> **REQUIREMENT**: Report back each line of the data that contains the word "Returns".
··· INPUT RECORDS
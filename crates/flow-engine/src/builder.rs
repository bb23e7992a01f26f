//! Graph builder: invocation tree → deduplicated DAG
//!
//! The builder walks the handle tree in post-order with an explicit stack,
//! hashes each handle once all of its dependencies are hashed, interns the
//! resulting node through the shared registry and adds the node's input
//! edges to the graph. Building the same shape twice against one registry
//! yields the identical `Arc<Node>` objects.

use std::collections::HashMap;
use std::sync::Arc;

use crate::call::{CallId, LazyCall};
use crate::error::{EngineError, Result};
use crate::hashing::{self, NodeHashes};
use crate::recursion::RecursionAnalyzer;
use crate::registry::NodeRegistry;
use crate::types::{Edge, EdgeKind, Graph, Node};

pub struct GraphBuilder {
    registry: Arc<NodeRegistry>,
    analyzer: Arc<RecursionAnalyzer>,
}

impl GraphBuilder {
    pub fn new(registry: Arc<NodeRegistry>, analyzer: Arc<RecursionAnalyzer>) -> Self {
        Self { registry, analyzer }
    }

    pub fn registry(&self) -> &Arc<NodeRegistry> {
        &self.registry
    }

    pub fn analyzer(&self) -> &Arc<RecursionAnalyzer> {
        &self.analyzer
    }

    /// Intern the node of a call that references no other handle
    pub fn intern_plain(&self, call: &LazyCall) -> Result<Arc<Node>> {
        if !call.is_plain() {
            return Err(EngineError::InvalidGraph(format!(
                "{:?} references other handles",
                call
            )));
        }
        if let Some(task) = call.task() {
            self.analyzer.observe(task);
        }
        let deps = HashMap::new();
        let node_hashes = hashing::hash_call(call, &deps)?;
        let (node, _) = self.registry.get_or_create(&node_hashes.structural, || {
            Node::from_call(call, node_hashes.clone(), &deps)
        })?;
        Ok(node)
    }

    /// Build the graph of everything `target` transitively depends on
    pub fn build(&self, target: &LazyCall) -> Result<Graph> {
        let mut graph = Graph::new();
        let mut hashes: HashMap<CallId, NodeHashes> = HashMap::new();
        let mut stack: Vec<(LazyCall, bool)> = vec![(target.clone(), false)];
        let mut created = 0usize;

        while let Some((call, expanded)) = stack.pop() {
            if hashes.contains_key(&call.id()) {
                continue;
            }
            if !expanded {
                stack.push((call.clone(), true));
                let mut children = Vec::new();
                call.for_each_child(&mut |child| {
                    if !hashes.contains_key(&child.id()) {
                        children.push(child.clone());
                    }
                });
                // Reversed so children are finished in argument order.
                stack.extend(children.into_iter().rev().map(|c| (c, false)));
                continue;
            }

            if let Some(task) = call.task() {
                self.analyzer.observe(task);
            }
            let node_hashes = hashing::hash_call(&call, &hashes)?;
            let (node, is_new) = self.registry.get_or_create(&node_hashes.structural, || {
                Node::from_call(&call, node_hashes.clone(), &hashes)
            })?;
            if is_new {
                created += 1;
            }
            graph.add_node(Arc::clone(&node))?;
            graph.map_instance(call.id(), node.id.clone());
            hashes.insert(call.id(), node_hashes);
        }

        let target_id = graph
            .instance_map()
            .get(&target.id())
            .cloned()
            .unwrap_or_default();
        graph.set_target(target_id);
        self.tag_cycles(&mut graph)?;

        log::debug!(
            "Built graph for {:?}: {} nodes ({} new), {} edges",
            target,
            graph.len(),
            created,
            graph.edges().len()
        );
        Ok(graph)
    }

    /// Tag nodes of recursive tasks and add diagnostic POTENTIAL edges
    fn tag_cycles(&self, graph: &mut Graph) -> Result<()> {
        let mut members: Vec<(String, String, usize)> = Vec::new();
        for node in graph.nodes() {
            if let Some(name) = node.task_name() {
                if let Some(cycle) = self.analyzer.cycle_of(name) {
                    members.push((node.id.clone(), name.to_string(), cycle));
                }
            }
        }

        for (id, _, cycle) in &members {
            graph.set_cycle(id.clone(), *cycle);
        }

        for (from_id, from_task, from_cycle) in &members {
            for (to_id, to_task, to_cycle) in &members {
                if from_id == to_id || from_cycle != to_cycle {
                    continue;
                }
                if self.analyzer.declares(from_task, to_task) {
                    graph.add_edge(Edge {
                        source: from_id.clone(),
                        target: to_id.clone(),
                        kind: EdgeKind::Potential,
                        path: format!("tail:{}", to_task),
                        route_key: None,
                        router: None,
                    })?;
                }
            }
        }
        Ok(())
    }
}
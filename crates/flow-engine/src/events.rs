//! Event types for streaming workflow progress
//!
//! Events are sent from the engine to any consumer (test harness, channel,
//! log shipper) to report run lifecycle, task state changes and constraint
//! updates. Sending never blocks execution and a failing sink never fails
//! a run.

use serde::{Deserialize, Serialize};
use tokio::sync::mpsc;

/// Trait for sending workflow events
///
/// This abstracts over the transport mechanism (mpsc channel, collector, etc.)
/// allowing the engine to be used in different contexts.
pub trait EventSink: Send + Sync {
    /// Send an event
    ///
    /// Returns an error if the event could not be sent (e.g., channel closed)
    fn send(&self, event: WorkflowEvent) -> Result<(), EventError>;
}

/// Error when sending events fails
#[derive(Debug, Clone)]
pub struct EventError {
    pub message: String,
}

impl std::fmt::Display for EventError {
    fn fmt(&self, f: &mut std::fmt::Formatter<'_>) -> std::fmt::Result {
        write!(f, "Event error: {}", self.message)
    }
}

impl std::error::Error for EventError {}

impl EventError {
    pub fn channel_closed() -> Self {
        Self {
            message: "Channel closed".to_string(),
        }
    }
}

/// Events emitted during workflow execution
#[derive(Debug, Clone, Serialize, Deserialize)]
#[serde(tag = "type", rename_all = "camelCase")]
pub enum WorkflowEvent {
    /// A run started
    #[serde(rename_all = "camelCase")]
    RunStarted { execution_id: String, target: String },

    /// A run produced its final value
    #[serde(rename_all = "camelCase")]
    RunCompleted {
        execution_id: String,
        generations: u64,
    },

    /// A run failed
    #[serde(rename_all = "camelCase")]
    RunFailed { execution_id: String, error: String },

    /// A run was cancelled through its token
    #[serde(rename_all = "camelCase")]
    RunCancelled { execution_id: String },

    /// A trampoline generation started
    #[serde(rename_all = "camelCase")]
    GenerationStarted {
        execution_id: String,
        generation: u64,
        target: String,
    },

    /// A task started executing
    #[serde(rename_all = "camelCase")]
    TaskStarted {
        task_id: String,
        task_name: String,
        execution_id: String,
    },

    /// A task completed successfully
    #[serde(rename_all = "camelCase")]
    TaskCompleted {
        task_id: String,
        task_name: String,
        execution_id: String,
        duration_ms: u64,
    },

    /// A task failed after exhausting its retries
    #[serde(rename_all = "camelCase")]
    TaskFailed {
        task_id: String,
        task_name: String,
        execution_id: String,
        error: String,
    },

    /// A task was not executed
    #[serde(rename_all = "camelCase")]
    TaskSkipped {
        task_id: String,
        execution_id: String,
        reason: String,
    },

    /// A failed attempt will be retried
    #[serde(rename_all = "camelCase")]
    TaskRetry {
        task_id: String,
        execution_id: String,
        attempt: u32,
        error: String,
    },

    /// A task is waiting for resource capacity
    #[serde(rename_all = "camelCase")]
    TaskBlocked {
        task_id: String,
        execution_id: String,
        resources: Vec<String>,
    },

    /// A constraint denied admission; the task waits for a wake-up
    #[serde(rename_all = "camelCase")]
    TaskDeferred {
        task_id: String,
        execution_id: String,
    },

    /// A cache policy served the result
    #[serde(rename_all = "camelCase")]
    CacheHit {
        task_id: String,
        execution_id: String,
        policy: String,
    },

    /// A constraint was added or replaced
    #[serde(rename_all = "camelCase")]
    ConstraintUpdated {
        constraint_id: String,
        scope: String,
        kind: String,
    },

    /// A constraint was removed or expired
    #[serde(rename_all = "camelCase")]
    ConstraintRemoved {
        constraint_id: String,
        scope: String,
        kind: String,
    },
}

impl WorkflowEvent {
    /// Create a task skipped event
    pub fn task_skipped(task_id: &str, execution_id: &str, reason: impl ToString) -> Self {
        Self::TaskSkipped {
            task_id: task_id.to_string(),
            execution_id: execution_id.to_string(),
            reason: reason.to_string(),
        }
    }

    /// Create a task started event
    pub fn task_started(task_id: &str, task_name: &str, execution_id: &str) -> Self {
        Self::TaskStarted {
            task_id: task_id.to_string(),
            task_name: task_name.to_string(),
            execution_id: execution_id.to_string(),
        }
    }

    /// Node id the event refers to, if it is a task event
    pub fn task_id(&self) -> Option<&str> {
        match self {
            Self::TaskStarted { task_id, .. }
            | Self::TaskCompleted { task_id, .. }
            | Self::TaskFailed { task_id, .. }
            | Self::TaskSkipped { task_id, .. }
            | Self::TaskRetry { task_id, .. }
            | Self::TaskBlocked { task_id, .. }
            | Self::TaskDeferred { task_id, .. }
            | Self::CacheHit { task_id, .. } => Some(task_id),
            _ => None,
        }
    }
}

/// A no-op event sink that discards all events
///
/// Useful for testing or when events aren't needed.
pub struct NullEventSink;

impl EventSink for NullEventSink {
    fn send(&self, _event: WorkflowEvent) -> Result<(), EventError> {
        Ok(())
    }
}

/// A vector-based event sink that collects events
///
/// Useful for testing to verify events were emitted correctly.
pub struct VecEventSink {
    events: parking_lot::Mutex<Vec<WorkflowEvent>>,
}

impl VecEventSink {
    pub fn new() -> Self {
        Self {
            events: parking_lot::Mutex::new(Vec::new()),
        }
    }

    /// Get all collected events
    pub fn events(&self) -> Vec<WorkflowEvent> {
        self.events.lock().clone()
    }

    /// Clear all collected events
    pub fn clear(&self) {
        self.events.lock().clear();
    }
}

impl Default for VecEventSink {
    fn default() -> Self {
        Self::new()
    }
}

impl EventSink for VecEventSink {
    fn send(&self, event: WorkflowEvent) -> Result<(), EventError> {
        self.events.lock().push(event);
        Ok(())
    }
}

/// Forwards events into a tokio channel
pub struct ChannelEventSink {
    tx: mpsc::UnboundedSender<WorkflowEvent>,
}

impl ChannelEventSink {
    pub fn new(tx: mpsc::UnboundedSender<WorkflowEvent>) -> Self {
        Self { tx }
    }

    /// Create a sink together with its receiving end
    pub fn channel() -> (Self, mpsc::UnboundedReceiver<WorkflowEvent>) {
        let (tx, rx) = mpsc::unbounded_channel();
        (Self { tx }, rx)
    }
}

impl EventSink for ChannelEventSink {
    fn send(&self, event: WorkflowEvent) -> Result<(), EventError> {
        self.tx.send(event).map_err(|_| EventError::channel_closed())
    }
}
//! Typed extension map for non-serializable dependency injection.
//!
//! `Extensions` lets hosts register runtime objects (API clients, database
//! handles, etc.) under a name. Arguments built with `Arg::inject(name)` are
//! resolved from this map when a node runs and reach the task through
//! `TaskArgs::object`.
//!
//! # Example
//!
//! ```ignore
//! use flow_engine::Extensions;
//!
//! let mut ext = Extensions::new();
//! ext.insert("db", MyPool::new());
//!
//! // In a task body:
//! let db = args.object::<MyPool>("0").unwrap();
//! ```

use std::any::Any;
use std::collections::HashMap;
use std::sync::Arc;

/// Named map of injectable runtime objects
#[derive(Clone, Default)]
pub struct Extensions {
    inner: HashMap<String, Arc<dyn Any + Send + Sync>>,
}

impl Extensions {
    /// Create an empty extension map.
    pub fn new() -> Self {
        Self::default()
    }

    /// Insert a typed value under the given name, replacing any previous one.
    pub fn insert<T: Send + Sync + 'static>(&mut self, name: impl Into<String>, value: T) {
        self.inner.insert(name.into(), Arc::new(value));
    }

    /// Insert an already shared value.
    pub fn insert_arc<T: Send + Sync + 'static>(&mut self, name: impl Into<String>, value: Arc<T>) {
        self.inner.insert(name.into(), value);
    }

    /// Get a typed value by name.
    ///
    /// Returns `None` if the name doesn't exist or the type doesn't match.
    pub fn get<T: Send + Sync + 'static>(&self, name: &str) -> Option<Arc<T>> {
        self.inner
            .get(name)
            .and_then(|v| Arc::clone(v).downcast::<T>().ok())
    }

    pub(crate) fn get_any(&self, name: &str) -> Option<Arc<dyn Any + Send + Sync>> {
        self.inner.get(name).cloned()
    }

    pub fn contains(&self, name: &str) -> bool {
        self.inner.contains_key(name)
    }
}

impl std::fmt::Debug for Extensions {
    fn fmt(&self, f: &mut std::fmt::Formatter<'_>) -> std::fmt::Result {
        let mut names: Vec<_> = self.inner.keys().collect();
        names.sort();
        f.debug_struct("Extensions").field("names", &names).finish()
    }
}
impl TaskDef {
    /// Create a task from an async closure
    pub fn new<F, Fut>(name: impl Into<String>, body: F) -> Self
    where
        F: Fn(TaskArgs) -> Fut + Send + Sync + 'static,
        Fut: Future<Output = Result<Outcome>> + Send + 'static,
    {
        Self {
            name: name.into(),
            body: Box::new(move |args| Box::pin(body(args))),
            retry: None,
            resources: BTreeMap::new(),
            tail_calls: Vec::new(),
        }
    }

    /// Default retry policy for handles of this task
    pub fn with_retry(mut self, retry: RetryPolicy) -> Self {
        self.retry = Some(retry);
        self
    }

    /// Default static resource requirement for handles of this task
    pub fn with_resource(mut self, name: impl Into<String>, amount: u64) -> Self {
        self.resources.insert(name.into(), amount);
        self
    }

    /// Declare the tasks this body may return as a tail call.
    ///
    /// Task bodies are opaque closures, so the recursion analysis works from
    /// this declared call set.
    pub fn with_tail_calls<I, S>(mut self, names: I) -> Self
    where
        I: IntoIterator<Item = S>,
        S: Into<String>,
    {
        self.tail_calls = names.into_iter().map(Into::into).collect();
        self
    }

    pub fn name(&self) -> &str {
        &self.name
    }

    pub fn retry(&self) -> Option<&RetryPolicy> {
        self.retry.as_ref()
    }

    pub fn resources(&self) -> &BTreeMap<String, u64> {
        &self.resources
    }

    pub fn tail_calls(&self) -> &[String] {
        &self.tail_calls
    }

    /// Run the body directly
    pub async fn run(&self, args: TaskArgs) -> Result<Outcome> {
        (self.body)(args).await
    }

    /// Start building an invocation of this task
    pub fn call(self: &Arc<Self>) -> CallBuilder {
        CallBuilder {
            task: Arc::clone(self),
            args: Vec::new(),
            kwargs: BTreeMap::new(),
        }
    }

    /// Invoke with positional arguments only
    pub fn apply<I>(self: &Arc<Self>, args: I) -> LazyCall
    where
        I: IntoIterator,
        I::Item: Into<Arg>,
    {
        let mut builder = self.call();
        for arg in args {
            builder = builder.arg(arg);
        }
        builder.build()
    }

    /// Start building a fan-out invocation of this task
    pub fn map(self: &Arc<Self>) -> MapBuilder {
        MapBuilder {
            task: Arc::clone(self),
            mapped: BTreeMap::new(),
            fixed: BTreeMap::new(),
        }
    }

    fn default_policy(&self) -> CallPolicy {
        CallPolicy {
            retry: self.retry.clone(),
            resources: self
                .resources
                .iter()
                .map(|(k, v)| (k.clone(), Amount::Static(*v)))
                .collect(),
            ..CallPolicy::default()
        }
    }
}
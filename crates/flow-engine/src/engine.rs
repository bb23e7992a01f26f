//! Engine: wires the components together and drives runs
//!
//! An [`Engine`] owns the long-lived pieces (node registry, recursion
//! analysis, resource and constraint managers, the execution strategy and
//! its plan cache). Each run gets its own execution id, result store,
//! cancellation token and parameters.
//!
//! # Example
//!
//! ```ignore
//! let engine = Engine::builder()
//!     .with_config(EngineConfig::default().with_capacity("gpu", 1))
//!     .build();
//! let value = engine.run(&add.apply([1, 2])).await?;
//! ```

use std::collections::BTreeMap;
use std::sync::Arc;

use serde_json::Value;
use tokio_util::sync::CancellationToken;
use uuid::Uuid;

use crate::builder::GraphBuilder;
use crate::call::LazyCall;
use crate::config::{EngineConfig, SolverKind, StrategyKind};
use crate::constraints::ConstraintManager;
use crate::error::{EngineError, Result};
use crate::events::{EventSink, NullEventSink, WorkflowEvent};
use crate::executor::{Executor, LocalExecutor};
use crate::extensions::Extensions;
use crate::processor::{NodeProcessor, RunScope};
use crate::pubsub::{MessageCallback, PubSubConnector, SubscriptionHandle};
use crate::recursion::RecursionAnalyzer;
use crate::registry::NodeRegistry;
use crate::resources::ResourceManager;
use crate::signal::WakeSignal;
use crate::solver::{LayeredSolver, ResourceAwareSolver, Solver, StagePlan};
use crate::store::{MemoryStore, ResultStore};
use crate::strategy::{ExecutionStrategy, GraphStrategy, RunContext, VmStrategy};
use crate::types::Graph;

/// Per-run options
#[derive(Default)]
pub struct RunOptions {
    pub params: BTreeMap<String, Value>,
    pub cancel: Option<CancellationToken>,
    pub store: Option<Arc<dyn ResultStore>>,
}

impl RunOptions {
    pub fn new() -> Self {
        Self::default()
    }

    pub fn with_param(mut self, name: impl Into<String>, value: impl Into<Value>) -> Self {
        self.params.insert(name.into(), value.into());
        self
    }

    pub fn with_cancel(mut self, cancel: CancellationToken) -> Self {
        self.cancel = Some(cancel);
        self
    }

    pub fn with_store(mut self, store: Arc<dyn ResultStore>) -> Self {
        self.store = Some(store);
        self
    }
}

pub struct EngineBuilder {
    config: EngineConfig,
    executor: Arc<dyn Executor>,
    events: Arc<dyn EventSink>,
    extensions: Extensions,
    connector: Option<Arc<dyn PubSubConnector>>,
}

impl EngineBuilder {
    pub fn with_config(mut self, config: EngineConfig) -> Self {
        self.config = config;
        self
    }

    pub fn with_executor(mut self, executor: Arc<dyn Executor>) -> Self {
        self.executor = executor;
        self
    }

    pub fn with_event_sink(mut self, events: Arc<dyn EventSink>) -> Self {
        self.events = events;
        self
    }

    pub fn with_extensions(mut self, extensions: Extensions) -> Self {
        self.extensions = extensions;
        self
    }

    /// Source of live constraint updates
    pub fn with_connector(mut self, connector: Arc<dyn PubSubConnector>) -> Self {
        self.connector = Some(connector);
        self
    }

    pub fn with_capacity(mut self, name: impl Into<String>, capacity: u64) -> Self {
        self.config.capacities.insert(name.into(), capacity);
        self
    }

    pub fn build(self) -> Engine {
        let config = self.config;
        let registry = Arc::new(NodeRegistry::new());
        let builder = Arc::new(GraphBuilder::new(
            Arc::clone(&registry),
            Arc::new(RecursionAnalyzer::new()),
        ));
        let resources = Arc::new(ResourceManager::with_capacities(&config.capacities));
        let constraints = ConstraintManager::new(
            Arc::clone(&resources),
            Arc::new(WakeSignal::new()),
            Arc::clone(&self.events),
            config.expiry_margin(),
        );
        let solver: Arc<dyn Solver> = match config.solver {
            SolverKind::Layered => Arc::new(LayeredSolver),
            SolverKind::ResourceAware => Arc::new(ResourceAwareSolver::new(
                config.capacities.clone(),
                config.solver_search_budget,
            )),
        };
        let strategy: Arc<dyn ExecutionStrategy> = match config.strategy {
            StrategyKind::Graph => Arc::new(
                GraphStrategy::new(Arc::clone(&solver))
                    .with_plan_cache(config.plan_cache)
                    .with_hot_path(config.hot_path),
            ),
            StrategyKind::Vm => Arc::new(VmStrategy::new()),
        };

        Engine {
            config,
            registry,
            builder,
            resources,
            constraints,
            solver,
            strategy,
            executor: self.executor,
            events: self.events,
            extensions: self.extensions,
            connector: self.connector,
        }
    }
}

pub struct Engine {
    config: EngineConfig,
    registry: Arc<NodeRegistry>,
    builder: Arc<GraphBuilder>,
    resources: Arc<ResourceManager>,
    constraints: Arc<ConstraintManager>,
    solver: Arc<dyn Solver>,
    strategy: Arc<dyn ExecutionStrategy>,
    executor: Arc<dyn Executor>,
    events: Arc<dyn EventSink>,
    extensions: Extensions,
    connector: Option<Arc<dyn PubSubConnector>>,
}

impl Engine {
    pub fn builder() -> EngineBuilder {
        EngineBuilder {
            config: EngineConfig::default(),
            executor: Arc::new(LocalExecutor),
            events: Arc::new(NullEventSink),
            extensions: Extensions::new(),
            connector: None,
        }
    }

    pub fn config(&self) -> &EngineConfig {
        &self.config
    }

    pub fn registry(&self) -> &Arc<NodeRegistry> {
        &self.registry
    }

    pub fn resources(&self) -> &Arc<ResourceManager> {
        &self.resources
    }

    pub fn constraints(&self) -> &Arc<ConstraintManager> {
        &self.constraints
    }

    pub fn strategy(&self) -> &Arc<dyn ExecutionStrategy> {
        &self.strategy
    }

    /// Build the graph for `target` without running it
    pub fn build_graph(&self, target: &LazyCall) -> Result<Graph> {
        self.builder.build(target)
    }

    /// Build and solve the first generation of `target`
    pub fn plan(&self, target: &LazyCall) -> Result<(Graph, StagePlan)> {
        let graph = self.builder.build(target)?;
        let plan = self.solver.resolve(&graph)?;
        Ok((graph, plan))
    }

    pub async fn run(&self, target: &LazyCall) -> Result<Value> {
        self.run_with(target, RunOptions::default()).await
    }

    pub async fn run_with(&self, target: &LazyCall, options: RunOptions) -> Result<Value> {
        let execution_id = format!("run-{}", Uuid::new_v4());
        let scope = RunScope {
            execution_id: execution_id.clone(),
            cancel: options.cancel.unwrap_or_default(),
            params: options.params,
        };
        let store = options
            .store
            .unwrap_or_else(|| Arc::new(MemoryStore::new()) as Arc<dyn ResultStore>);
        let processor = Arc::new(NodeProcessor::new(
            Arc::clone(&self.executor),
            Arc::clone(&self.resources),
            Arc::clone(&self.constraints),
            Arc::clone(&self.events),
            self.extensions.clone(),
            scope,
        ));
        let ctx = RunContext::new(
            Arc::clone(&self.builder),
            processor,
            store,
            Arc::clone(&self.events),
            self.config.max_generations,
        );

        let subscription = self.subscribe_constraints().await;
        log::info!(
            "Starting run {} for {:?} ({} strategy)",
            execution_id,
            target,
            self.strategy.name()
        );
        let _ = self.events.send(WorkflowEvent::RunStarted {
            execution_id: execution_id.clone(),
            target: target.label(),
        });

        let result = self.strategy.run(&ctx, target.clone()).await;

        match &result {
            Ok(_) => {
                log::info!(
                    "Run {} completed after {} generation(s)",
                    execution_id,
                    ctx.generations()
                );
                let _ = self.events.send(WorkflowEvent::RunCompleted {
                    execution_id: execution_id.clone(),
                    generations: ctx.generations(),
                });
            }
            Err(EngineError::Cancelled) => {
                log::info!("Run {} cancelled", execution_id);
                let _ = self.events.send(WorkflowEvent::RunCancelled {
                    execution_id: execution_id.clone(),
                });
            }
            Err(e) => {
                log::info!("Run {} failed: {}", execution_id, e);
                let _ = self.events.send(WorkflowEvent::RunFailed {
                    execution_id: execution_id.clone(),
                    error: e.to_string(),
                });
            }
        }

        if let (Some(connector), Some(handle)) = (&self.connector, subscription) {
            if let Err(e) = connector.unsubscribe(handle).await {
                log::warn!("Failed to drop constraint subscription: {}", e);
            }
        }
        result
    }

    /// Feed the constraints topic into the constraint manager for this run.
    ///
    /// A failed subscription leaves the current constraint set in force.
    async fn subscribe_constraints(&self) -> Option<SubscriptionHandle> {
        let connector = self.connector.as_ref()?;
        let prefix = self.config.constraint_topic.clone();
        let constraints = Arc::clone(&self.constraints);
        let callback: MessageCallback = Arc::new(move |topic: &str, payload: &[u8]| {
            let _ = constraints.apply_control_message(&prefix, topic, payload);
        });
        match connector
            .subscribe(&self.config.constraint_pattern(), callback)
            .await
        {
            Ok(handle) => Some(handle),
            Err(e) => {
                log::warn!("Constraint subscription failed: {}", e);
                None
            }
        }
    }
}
······
> **SOLUTION TO THE PROBLEM**:
    /// Returns an error if the event could not be sent (e.g., channel closed)
    /// Returns `None` if the name doesn't exist or the type doesn't match.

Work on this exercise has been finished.